Intrigued by Sunitha's comments, I checked out a couple of problems in one of the practice rooms in TopCoder. I performed abyssmally - I only got 179 points on a 250 points problem, 242 on a 500 points problem and couldn't even finish a 1000 points problem!

The problems were not difficult per se, but 8 years of "enterprise" software development have blunted whatever little ability I used to have to solve such problems. On the two problems that I did manage to finish, I was stuck for a while with my mind drawing a complete blank on how to solve them - just jammed. Only after a while did my mind clear up a bit and I could code the solutions, but by then I had lost precious time that cost me points.

On the other hand, these are the sort of problems that someone who has absorbed R. G. Dromey's excellent book "How to Solve It by Computer" will find easy to approach and solve well in time. That book seems utterly underrated, as does the classic problem-solving book that was its inspiration, "How to Solve It" by G. Polya. The problems also had guaranteed "good" inputs, so that one does not have to worry about input validation or boundary conditions.

(Originally posted on Advogato.)

2005-02-14

GCJ and OpenGL

Thomas Fitzsimmons implemented JAWT for GCJ and Anthony Green built on that work to let JOGL run with GCJ! This is sweet - could GCJ become a viable platform some day to write cross-platform 3D games?

(Originally posted on Advogato.)

Trouble in QEMU Land

QEMU is a superb (fast and reasonably accurate) emulator for x86 and other architectures and a viable alternative to VMWare. Fabrice Bellard, the extremely talented author of the program, has now written the
QEMU Accelerator Module which apparently drastically improves x86-on-x86 performance. Unfortunately, this is provided as a binary-only module and under a proprietary (non-Free) license. He says he would open up the sources only if some company sponsors the effort or he is somehow compensated for the loss in revenue. This has led to flames, "understanding" posts, etc. on the QEMU mailing list.
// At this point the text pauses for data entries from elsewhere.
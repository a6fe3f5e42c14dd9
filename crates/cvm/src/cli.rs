use std::path::PathBuf;

use clap::{Args, Parser, Subcommand, ValueEnum};

/// Install, activate and compare versions of a command-line tool
#[derive(Debug, Parser)]
#[command(name = "cvm", version, about)]
pub struct Cli {
    /// Mirror debug logs to stderr
    #[arg(short, long, global = true)]
    pub verbose: bool,

    #[command(subcommand)]
    pub command: Command,
}

#[derive(Debug, Subcommand)]
pub enum Command {
    /// Activate a version, alias, constraint or `latest`; without a token
    /// the project marker file is read
    Use { token: Option<String> },

    /// Download a release into the versions directory
    Install {
        /// X.Y.Z or `latest`
        version: String,

        /// Expected SHA-256 of the downloaded binary
        #[arg(long)]
        sha256: Option<String>,

        /// Reinstall even if the version is already present
        #[arg(long)]
        force: bool,
    },

    /// List installed versions
    List,

    /// Delete an installed version
    Remove { version: String },

    /// Delete every installed version
    Clear,

    /// Manage version aliases
    #[command(subcommand)]
    Alias(AliasCommand),

    /// Register a local binary as a named pseudo-version
    Link {
        #[arg(long)]
        from: PathBuf,

        #[arg(long)]
        name: String,
    },

    /// Run the same command against two versions and diff the output
    Compare {
        left: String,
        right: String,

        #[arg(long, value_enum, default_value_t = DiffFormat::Table)]
        format: DiffFormat,

        /// Arguments passed to both versions, after `--`
        #[arg(last = true)]
        command: Vec<String>,
    },

    /// Time the same command across comma-separated versions
    Benchmark {
        versions: String,

        /// Runs per version; a trailing `--iterations N` after `--` works too
        #[arg(long, value_parser = clap::value_parser!(u32).range(1..))]
        iterations: Option<u32>,

        /// Arguments passed to every version, after `--`
        #[arg(last = true)]
        command: Vec<String>,
    },

    /// Show, summarize, clear or replay recorded invocations
    #[command(args_conflicts_with_subcommands = true)]
    History(HistoryArgs),

    /// Refuse to activate a version
    Block { version: String },

    /// Allow a blocked version again
    Unblock { version: String },

    /// List blocked versions
    ListBlocked,

    /// Print the active version
    Current,

    /// Diagnose the installation
    HealthCheck,

    /// Print effective paths and settings
    Config,
}

#[derive(Debug, Subcommand)]
pub enum AliasCommand {
    /// Point an alias at an installed version
    Set {
        name: String,
        version: String,

        #[arg(long)]
        description: Option<String>,
    },
    Get {
        name: String,
    },
    Remove {
        name: String,
    },
    List,
}

#[derive(Debug, Clone, Copy, Default, PartialEq, Eq, ValueEnum)]
pub enum DiffFormat {
    #[default]
    Table,
    Unified,
}

#[derive(Debug, Args)]
pub struct HistoryArgs {
    #[command(subcommand)]
    pub action: Option<HistoryCommand>,

    /// `!<id>` replays that entry
    pub entry: Option<String>,

    /// Show only the most recent N entries
    #[arg(long)]
    pub limit: Option<usize>,

    #[arg(long, conflicts_with = "clear")]
    pub stats: bool,

    #[arg(long)]
    pub clear: bool,
}

#[derive(Debug, Subcommand)]
pub enum HistoryCommand {
    /// Re-run an entry on its recorded version
    Replay { id: String },

    /// Endpoint the shim calls after each invocation
    #[command(hide = true)]
    Record(RecordArgs),
}

#[derive(Debug, Args)]
pub struct RecordArgs {
    #[arg(long)]
    pub version: String,

    #[arg(long, allow_hyphen_values = true)]
    pub exit_code: i32,

    #[arg(long)]
    pub duration_ms: u64,

    #[arg(long, default_value = "", allow_hyphen_values = true)]
    pub stdout: String,

    #[arg(long, default_value = "", allow_hyphen_values = true)]
    pub stderr: String,

    #[arg(last = true)]
    pub command: Vec<String>,
}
(Originally posted on Advogato.)

2005-02-10

Google India Code Jam (GICJ) 2005

The newspaper advertisement yesterday announcing the Google India Code Jam for 2005 has created quite a stir here. Notwithstanding the bragging rights associated with winning a coding competition open to the whole of South Asia, it offers a total of 16,00,000 rupees in prize money to the top 50 coders and a chance of an offer of employment from Google.

(Originally posted on Advogato.)

The Art of Computer Programming (TAOCP)


"A classic is a book everyone wants to have read, but nobody wants to read!" - Mark Twain.

Most coders seem to agree that the TAOCP books are classics, but there seem to be precious few who have actually read it. Moreover, I read some alarming highly-moderated comments on Slashdot recently where people claimed that TAOCP is not as useful as it is made out to be and one should read some other book instead.

To be frank, the TAOCP books would have met a similar fate to the other classics on my bookshelf had it not been for the fact that I read them when I did not know yet that they were supposed to be classics! This was thanks to my father who brought Volume I ("Fundamental Algorithms") from his office library to me seeing my interest in computers while I was in high school. I read it from cover to cover delighted by the ground-up approach, the no-nonsense attention to details, the quirky but immensely insightful use of MIX and the wonderful exercises. I asked him to get the other volumes too, but could not read them as thoroughly as I had the first one.

To this day, whenever I have a doubt or I feel like knowing something more about a particular coding problem, I turn to one of the TAOCP volumes and I have seldom been disappointed. I just wish the newer generations of coders understand and appreciate this.

As an aside, among the few reasons that I respect Bill Gates as a person is because of the following quotes attributed to him:
  • "If you have read this book [TAOCP] from cover to cover, send me your resume!"
  • "The only magazine I take the time out to read is The Economist"

(These are as I remember them and therefore not perhaps correct verbatim.)